En revanche, si la CAVOM expose avoir envoyé une mise en demeure le 20 décembre 2017 à l’appelant pour le paiement de la somme totale de 26.605,63 euros correspondant aux cotisations et majorations de retard pour les années 2016 et 2017, elle n’en justifie pas. En effet, l’intimée ne produit aucun accusé de réception susceptible de démontrer que cette mise en demeure a bien été expédiée au cotisant malgré un jugement avant-dire droit du 22 mars 2022.
En contemplation des principes rappelés ci-dessus, comme l’ont rappelé les premiers juges, les cotisations litigieuses de l’année 2016 ont commencé à se prescrire au 30 juin 2017, la prescription, non-interrompue par une mise en demeure, étant acquise au plus tard au 30 juin 2020.

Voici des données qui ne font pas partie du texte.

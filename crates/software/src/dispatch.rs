//! Provides [`SoundDispatcher`], which runs once per control cycle and turns the crank's state into voice commands.

use crate::{Gurdy, crank::VelocityEstimator, display::Display, voice::SoundTransport};
use bitmask_enum::bitmask;
use wmidi::U7;

/// What changed during a dispatch cycle.
#[bitmask(u8)]
#[cfg_attr(feature = "defmt", derive(defmt::Format))]
pub enum Transition {
    /// The strings started sounding.
    SoundStart,
    /// The strings stopped sounding.
    SoundStop,
    /// The melody strings moved to a new note.
    NoteChange,
    /// Expression or vibrato was updated on sounding strings.
    ExpressionChange,
    /// The buzz started.
    BuzzStart,
    /// The buzz stopped.
    BuzzStop,
}

impl Transition {
    /// The state a buzz indicator should switch to after this cycle, or `None` if the buzz did not change.
    pub fn buzz_indicator(self) -> Option<bool> {
        if self.contains(Self::BuzzStart) {
            Some(true)
        } else if self.contains(Self::BuzzStop) {
            Some(false)
        } else {
            None
        }
    }
}

/// Performer input gathered alongside each crank sample.
#[derive(Clone, Copy, Debug, Default, PartialEq)]
#[cfg_attr(feature = "defmt", derive(defmt::Format))]
pub struct CycleInput {
    /// Semitones the pressed key raises the melody by; 0 when no key is pressed.
    pub offset: i8,
    /// Melody vibrato from a knob, if one is fitted. Otherwise the [`Gurdy`]'s configured vibrato is used.
    pub vibrato: Option<U7>,
}

/// Decides, cycle by cycle, when the strings start, change and stop.
///
/// The dispatcher remembers only what it last sent; the voices themselves live in the [`Gurdy`] so that the mute
/// operations can act on them between cycles.
#[derive(Clone, Copy, Debug, Default, PartialEq)]
pub struct SoundDispatcher {
    sounding: bool,
    buzzing: bool,
    expression: Option<U7>,
    vibrato: U7,
}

La contrainte ayant été délivrée le 28 décembre 2020, les cotisations de l’année 2016 visées dans cette dernière étaient prescrites. Les premiers juges doivent donc être approuvés quand ils ont déclaré la CAVOM irrecevable à agir sur ce point.
S’agissant des cotisations pour l’année 2017, celles-ci ont commencé à se prescrire au 30 juin 2018, et la prescription était acquise au plus tard le 30 juin 2021. La contrainte ayant été délivrée le 28 décembre 2020, les cotisations de l’année 2017 visées dans cette dernière n’étaient pas prescrites comme l’ont relevé les premiers juges.

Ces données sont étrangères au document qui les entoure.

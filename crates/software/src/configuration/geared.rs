use super::ConfigError;
use embassy_time::Duration;
use wmidi::U7;

/// Tuning for cranks built around a geared motor used as a generator.
///
/// Voltages are on the 10-bit scale the sensor layer reports: 0 is 0 V and 1023 is the ADC reference (3.3 V).
#[derive(Clone, Copy, Debug, PartialEq)]
pub struct GearedConfig {
    /// Number of raw ADC reads averaged into one voltage sample, rejecting electrical noise.
    pub spin_samples: u16,
    /// Voltage above which the crank counts as moving. Set as low as possible without registering phantom cranking.
    pub voltage_threshold: u16,
    /// Cap on the spin accumulator.
    pub max_spin: u16,
    /// Spin added for every sample showing motion.
    pub spin_weight: u16,
    /// Spin removed for every sample without motion. Keep well below `spin_weight`: the motor induces voltage in
    /// steps, and the asymmetry smooths over the gaps between them.
    pub spin_decay: u16,
    /// Spin at which sound starts.
    pub spin_threshold: u16,
    /// Spin below which sound stops. Significantly lower than `spin_threshold`.
    pub spin_stop_threshold: u16,
    /// Value the buzz counter is reset to whenever the crank voltage exceeds the buzz knob's voltage.
    pub buzz_smoothing: u16,
    /// Amount subtracted from the buzz counter on every sample without a buzz trigger.
    pub buzz_decay: u16,
    /// The lowest expression (MIDI CC11) sent while sound is active.
    pub expression_floor: U7,
    /// Period of the control loop.
    pub sample_interval: Duration,
}

impl Default for GearedConfig {
    fn default() -> Self {
        Self {
            spin_samples: 700,
            voltage_threshold: 5,
            max_spin: 7600,
            spin_weight: 2500,
            spin_decay: 200,
            spin_threshold: 5001,
            spin_stop_threshold: 1000,
            buzz_smoothing: 250,
            buzz_decay: 1,
            expression_floor: U7::from_u8_lossy(90),
            sample_interval: Duration::from_micros(500),
        }
    }
}

impl GearedConfig {
    /// Checks the configuration for values the geared estimator cannot work with.
    pub fn validate(&self) -> Result<(), ConfigError> {
        if self.spin_stop_threshold >= self.spin_threshold {
            return Err(ConfigError::InvertedHysteresis {
                start: self.spin_threshold,
                stop: self.spin_stop_threshold,
            });
        }
        if self.spin_threshold > self.max_spin {
            return Err(ConfigError::UnreachableThreshold {
                start: self.spin_threshold,
                max: self.max_spin,
            });
        }
        if self.spin_threshold == self.max_spin {
            return Err(ConfigError::EmptyExpressionRange);
        }
        if self.spin_decay >= self.spin_weight {
            return Err(ConfigError::DecayNotBelowWeight {
                weight: self.spin_weight,
                decay: self.spin_decay,
            });
        }
        Ok(())
    }
}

Cependant, comme le soutient à juste titre l’appelant, le défaut de preuve de l’envoi de la mise en demeure empêchait la CAVOM de recourir au recouvrement des cotisations de l’année 2017 par contrainte, raison pour laquelle elle sera annulée par voie d’infirmation du jugement et la CAVOM déboutée de sa demande de validation de la contrainte.
Sur les dépens
La CAVOM succombe à la procédure et doit être condamnée aux dépens en ce compris les frais de signification de la contrainte.
PAR CES MOTIFS
La cour,
Infirme, en ses dispositions soumises à la cour, le jugement rendu le 7 septembre 2022 par le pôle social du tribunal judiciaire de Marseille, sauf en ce qu’il a déclaré irrecevable l’action en recouvrement de la CAVOM pour les cotisations de l’année 2016 réclamées à M.[F] [X],
Statuant à nouveau,
Annule la contrainte du 28 décembre 2020 signifiée par exploit d’huissier à M.[F] [X] le 7 janvier 2021 au titre des sommes réclamées pour l’année 2017,
Déboute la CAVOM de sa demande de validation de la contrainte,
Condamne la CAVOM aux dépens en ce compris les frais de signification de la contrainte.